Segment Start: Information provided
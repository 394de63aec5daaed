//! Compute session endpoints

use async_trait::async_trait;
use stepline_core::dto::session::{
    CreateSessionRequest, ExecuteRequest, ExecuteResponse, RawExecuteResult, RawLogsResult,
    ResultEnvelope, SessionHandle, SessionOptions,
};
use tracing::debug;
use uuid::Uuid;

use crate::error::{ClientError, Result};
use crate::{ComputeSessions, ManagerClient};

impl ManagerClient {
    fn session_url(&self, session_id: &str) -> String {
        format!("{}/session/{}", self.base_url, session_id)
    }
}

#[async_trait]
impl ComputeSessions for ManagerClient {
    async fn create_session(
        &self,
        image: &str,
        options: &SessionOptions,
    ) -> Result<SessionHandle> {
        if image.is_empty() {
            return Err(ClientError::InvalidRequest(
                "session image cannot be empty".to_string(),
            ));
        }

        let token = Uuid::new_v4().simple().to_string();
        let request = CreateSessionRequest::new(image.to_string(), token, options);

        debug!(
            "Creating session with image {} in scaling group {}",
            image, options.scaling_group
        );

        let url = format!("{}/session", self.base_url);
        let response = self.client.post(&url).json(&request).send().await?;

        self.handle_response(response, "session").await
    }

    async fn execute(&self, session_id: &str, request: ExecuteRequest) -> Result<ExecuteResponse> {
        let response = self
            .client
            .post(self.session_url(session_id))
            .json(&request)
            .send()
            .await?;

        let envelope: ResultEnvelope<RawExecuteResult> =
            self.handle_response(response, session_id).await?;

        Ok(envelope.result.into())
    }

    async fn get_logs(&self, session_id: &str) -> Result<String> {
        let url = format!("{}/logs", self.session_url(session_id));
        let response = self.client.get(&url).send().await?;

        let envelope: ResultEnvelope<RawLogsResult> =
            self.handle_response(response, session_id).await?;

        Ok(envelope.result.logs)
    }

    async fn destroy_session(&self, session_id: &str) -> Result<()> {
        let response = self
            .client
            .delete(self.session_url(session_id))
            .send()
            .await?;

        self.handle_empty_response(response, session_id).await
    }
}

#[cfg(test)]
mod tests {
    use super::*;

    #[test]
    fn test_session_url() {
        let client = ManagerClient::new("http://localhost:8081");
        assert_eq!(
            client.session_url("sess-1"),
            "http://localhost:8081/session/sess-1"
        );
    }

    #[tokio::test]
    async fn test_create_session_rejects_empty_image() {
        let client = ManagerClient::new("http://localhost:8081");
        let options = SessionOptions {
            domain: "default".to_string(),
            group: "default".to_string(),
            scaling_group: "default".to_string(),
            mounts: vec![],
            resources: Default::default(),
            max_wait_seconds: 5,
        };

        let err = client.create_session("", &options).await.unwrap_err();
        assert!(matches!(err, ClientError::InvalidRequest(_)));
    }
}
Segment End: Information provided
◆ Exercise directions ◆
Look through the entries and return each line that has the word "InvalidRequest" in it.

◆ Finished task ◆
            return Err(ClientError::InvalidRequest(
        assert!(matches!(err, ClientError::InvalidRequest(_)));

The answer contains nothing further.